1) Todas as obrigações, pelo menos mediatamente, têm a sua causa ou fonte na lei, mesmo os contratos, a lei é que concede o efeito jurídico-obrigacional, e toda a obrigação concreta não dispensa a verificação de um facto jurídico. Por isso, a lei, só por si, não é fonte de uma obrigação jurídica, como também o contrato não o é.
2) A asserção da jurisprudência constitucional favorece outras confusões quando diz que a “obrigação não é meramente contratual, mas antes deriva da lei”. Essas confusões resultam essencialmente da introdução no texto do advérbio “meramente” e do advérbio “antes”. “Meramente” significa “simplesmente”, “unicamente”,
“puramente”; “antes” significa “em tempo ou lugar anterior”, “primeiramente”,
“mais cedo”, “pelo contrário”.
3) Se a obrigação não é “meramente contratual”, então quis-se dizer que também
é, porque o advérbio “não” retira-lhe a qualidade de “simples”, “único” e
“puro”. Ou seja, é uma obrigação não só não contratual, mas também contratual.
4) Mas se essa obrigação, que também é contratual, é “antes” derivada “da lei”, por também ser contratual, não é o contrário de contratual, mas primeiramente resultante da lei. AA. “(...) o que importa para a punibilidade do comportamento (...) é a apropriação dolosa da referida prestação”
1) Nas relações de IVA são as leis tributárias e o Plano Oficial de Contabilidade que dizem que o dinheiro recebido pelo devedor substituto é deste devedor.

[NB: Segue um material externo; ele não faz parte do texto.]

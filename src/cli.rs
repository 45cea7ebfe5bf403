use anyhow::{Context, Result};
use clap::Parser;
use std::io::{BufRead, Write};

use crate::config::SampleConfig;
use crate::reservoir::ReservoirSampler;
use crate::source::ReaderSource;
use crate::uniform::UniformSource;

/// Print a uniform random sample of the lines read from stdin.
#[derive(Parser, Debug)]
#[command(name = "rsvp", version)]
pub struct Args {
    /// Number of lines to sample. Negative means zero.
    #[arg(
        short = 'k',
        long = "samples",
        env = "RSVP_SAMPLES",
        default_value_t = 3,
        allow_negative_numbers = true
    )]
    pub samples: i64,

    /// Maximum number of lines to read after skipping. Negative means no limit.
    #[arg(
        short = 'm',
        long,
        env = "RSVP_MAX_LINES",
        default_value_t = -1,
        allow_negative_numbers = true
    )]
    pub max_lines: i64,

    /// Number of leading lines to discard before sampling.
    #[arg(
        short = 'n',
        long,
        env = "RSVP_SKIP_LINES",
        default_value_t = -1,
        allow_negative_numbers = true
    )]
    pub skip_lines: i64,

    /// Don't print an error message on failure.
    #[arg(short, long)]
    pub silent: bool,
}

impl Args {
    pub fn config(&self) -> SampleConfig {
        SampleConfig::from_signed(self.samples, self.max_lines, self.skip_lines)
    }
}

/// Samples the lines of `input` and writes them to `output`, one per line. Returns the number
/// of lines written.
pub fn run<R, W, U>(config: SampleConfig, input: R, mut output: W, rng: U) -> Result<usize>
where
    R: BufRead,
    W: Write,
    U: UniformSource,
{
    let sample = ReservoirSampler::new(config, rng)
        .sample(ReaderSource::new(input))
        .context("failed to sample input")?;

    for line in &sample.lines {
        output.write_all(line).context("failed to write sample")?;
        output.write_all(b"\n").context("failed to write sample")?;
    }
    output.flush().context("failed to flush output")?;

    Ok(sample.len())
}

#[cfg(test)]
mod tests {
    use super::*;
    use crate::config::LineBound;
    use clap::CommandFactory;
    use rand::SeedableRng;
    use rand_xoshiro::Xoshiro256StarStar;
    use std::io::{self, Cursor};

    fn rng() -> Xoshiro256StarStar {
        Xoshiro256StarStar::seed_from_u64(42)
    }

    #[test]
    fn default_arguments() {
        let args = Args::try_parse_from(["rsvp"]).unwrap();

        assert_eq!(args.config(), SampleConfig::default());
        assert!(!args.silent);
    }

    #[test]
    fn negative_arguments() {
        let args = Args::try_parse_from(["rsvp", "-k", "-2", "-m", "-1", "-n", "-5", "-s"]).unwrap();
        let config = args.config();

        assert_eq!(config.sample_size, 0);
        assert_eq!(config.max_lines, LineBound::Unbounded);
        assert_eq!(config.skip_lines, 0);
        assert!(args.silent);
    }

    #[test]
    fn long_arguments() {
        let args =
            Args::try_parse_from(["rsvp", "--samples", "10", "--max-lines", "100", "--skip-lines", "2"])
                .unwrap();

        assert_eq!(
            args.config(),
            SampleConfig::new(10).with_max_lines(100).with_skip_lines(2)
        );
    }

    #[test]
    fn version_flag() {
        assert_eq!(Args::command().get_version(), Some("1.0.0"));

        let err = Args::try_parse_from(["rsvp", "-V"]).unwrap_err();
        assert_eq!(err.kind(), clap::error::ErrorKind::DisplayVersion);
    }

    #[test]
    fn largest_sample_size_on_short_input() {
        let args = Args::try_parse_from(["rsvp", "-k", "9223372036854775807"]).unwrap();
        let mut output = Vec::new();

        let written = run(args.config(), Cursor::new("a\nb\n"), &mut output, rng()).unwrap();

        assert_eq!(written, 2);
        assert_eq!(output, b"a\nb\n");
    }

    #[test]
    fn rejects_garbage() {
        assert!(Args::try_parse_from(["rsvp", "-k", "three"]).is_err());
    }

    #[test]
    fn writes_short_input_unchanged() {
        let mut output = Vec::new();
        let written = run(SampleConfig::new(5), Cursor::new("a\r\nb\nc"), &mut output, rng()).unwrap();

        assert_eq!(written, 3);
        assert_eq!(output, b"a\nb\nc\n");
    }

    #[test]
    fn writes_one_line_per_sample() {
        let input: String = (0..1_000).map(|i| format!("line {i}\n")).collect();
        let mut output = Vec::new();

        let written = run(SampleConfig::new(7), Cursor::new(input), &mut output, rng()).unwrap();

        let text = String::from_utf8(output).unwrap();
        assert_eq!(written, 7);
        assert_eq!(text.lines().count(), 7);
        assert!(text.lines().all(|line| line.starts_with("line ")));
    }

    #[test]
    fn skip_and_max_lines() {
        let config = SampleConfig::new(5).with_skip_lines(2).with_max_lines(2);
        let mut output = Vec::new();

        run(config, Cursor::new("a\nb\nc\nd\ne\n"), &mut output, rng()).unwrap();

        assert_eq!(output, b"c\nd\n");
    }

    #[test]
    fn write_errors_are_reported() {
        struct Closed;

        impl Write for Closed {
            fn write(&mut self, _buf: &[u8]) -> io::Result<usize> {
                Err(io::Error::new(io::ErrorKind::BrokenPipe, "closed"))
            }

            fn flush(&mut self) -> io::Result<()> {
                Ok(())
            }
        }

        let err = run(SampleConfig::new(1), Cursor::new("a\n"), Closed, rng()).unwrap_err();
        assert_eq!(err.to_string(), "failed to write sample");
        assert_eq!(err.root_cause().to_string(), "closed");
    }
}
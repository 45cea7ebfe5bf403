use std::io;
use thiserror::Error;

/// Sampling itself can't fail; the only error is the line source failing to read.
#[derive(Error, Debug)]
pub enum SampleError {
    #[error("failed to read input line")]
    Read(#[from] io::Error),
}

2) A afirmação de que os devedores dos impostos, que o legislador configurou como de abuso de confiança, praticam a apropriação da prestação, é uma afirmação que não resiste à mais elementar análise crítica, porque se trata de uma impossibilidade prática e teórica. Do ponto de vista epistemológico, pela contradição que encerra, é um absurdo. EM RESUMO BB. Na construção do tipo de crime p. e p. pelo artº 24º do DL nº 20-A/90, de
15/1 – bem como do artigo 105º, n.º 1, do Regime Geral das Infracções Tributárias –, o legislador teve, essencialmente, em vista a tutela dos interesses patrimoniais do Estado, mais precisamente, o seu erário. CC. As disposições em causa são violadoras das normas do artigo 8º, nº 1, e por compreensão lógica, do artigo 27º, n.ºs 1 e 2, da Constituição da República Portuguesa, bem como, e ainda, dos artºs 18º e 63º do mesmo diploma e ainda do art.º 11.º do Pacto Internacional Sobre os Direitos Civis e Políticos e do art.º
1.º, do Protocolo n.º 4 da Convenção Europeia dos Direitos do Homem, pelo que, como tal, não podem ser aplicadas pelos Tribunais, nos termos do seu artigo
204º.» Por sua vez, as alegações do Ministério Público concluem do seguinte modo:
“1 – No crime de abuso de confiança fiscal previsto e punido pelo artigo 105º do RGIT e anteriormente pelo artigo 24º do RJIFNA, não é violado o princípio de que ninguém pode ser privado da sua liberdade pela impossibilidade de cumprimento de uma obrigação contratual, na medida em que o dever de pagar o imposto deriva fundamentalmente da lei, sendo tal dever essencial para a realização dos fins do Estado, não só para prover à satisfação das suas necessidades financeiras, como também para prosseguir o objectivo de uma repartição justa de rendimentos e riqueza, conforme constitucionalmente consagrado.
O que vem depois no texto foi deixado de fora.